WHAT IS EXPECTED:
Report every line of the records below that contains the word "ContentRecord".
*** Opening of DATA EXTRACTS ***
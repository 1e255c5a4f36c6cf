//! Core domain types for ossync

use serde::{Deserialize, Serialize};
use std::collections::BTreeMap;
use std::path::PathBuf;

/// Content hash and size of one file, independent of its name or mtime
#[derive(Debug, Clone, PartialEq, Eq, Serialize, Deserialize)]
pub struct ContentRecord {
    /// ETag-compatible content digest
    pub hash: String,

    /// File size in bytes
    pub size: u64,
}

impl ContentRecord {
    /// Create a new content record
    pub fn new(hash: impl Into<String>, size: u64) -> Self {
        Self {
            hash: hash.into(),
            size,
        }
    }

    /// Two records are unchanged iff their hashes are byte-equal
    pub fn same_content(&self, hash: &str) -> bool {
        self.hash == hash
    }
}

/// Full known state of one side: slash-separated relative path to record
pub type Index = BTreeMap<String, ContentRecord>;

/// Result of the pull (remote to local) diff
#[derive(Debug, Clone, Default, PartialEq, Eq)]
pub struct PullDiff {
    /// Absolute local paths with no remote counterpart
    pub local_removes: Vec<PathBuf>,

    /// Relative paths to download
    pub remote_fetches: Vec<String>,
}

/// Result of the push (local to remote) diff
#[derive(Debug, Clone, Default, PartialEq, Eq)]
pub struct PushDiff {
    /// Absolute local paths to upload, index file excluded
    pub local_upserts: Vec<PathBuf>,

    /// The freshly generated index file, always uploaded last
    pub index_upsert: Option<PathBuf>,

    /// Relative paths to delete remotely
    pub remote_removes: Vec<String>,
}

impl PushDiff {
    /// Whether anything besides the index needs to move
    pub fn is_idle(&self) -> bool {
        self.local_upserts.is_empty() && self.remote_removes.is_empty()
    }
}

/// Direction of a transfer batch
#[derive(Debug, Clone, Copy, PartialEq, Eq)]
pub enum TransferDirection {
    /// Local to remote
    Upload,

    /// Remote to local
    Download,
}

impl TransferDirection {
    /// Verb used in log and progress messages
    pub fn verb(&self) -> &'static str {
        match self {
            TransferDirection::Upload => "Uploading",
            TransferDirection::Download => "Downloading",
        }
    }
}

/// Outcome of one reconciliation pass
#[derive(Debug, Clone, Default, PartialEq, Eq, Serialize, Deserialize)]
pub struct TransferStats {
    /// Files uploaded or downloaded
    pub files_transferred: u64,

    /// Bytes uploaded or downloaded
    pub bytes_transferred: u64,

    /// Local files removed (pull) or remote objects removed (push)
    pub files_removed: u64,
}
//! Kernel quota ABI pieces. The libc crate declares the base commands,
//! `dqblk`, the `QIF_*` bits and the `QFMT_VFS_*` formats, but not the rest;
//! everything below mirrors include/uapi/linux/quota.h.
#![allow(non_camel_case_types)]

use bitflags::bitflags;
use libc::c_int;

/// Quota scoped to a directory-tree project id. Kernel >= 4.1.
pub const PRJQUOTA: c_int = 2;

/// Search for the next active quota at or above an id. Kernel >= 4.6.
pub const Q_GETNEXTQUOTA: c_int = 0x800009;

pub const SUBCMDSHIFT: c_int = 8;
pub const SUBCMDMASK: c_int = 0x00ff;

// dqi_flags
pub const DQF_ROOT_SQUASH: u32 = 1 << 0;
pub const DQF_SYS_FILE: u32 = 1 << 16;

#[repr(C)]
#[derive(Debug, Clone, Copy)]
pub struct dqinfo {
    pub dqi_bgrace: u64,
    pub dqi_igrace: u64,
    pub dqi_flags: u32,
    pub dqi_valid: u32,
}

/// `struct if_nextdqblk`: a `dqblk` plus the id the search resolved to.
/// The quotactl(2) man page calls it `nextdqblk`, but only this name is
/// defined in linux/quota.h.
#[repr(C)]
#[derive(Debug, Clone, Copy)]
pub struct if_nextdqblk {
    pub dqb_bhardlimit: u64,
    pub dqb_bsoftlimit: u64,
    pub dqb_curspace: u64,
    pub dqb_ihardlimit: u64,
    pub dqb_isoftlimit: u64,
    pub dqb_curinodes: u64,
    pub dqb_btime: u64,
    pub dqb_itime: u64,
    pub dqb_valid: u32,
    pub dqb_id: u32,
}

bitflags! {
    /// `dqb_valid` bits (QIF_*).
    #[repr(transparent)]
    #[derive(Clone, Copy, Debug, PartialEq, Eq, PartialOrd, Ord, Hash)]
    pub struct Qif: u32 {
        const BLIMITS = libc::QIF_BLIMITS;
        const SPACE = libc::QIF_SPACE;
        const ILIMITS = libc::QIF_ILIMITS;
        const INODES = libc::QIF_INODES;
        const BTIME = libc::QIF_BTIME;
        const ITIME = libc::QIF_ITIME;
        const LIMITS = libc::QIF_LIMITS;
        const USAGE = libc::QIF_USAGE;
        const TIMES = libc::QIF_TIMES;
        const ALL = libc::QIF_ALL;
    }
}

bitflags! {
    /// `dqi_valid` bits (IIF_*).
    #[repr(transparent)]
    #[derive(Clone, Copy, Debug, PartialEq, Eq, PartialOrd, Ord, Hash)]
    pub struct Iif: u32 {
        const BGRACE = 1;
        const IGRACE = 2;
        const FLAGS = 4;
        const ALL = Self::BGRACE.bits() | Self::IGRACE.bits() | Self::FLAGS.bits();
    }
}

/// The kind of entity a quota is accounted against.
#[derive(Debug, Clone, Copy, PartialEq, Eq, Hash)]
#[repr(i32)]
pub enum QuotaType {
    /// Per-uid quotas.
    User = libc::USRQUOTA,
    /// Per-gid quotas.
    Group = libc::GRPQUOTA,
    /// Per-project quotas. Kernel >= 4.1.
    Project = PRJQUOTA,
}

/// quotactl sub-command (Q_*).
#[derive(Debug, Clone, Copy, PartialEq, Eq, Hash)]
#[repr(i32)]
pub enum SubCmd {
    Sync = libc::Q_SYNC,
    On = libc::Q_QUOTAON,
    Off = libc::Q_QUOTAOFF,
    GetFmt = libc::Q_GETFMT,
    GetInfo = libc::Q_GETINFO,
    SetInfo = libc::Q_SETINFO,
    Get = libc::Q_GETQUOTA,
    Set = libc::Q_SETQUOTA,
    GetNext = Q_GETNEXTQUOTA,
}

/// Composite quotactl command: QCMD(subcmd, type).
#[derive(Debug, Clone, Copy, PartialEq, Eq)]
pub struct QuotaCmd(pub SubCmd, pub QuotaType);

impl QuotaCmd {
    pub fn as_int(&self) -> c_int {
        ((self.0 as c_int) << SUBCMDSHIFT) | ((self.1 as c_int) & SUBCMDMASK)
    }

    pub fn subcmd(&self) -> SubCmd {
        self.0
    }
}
*** Close of DATA EXTRACTS ***
ANSWER TO THE EXERCISE:
pub struct ContentRecord {
impl ContentRecord {
pub type Index = BTreeMap<String, ContentRecord>;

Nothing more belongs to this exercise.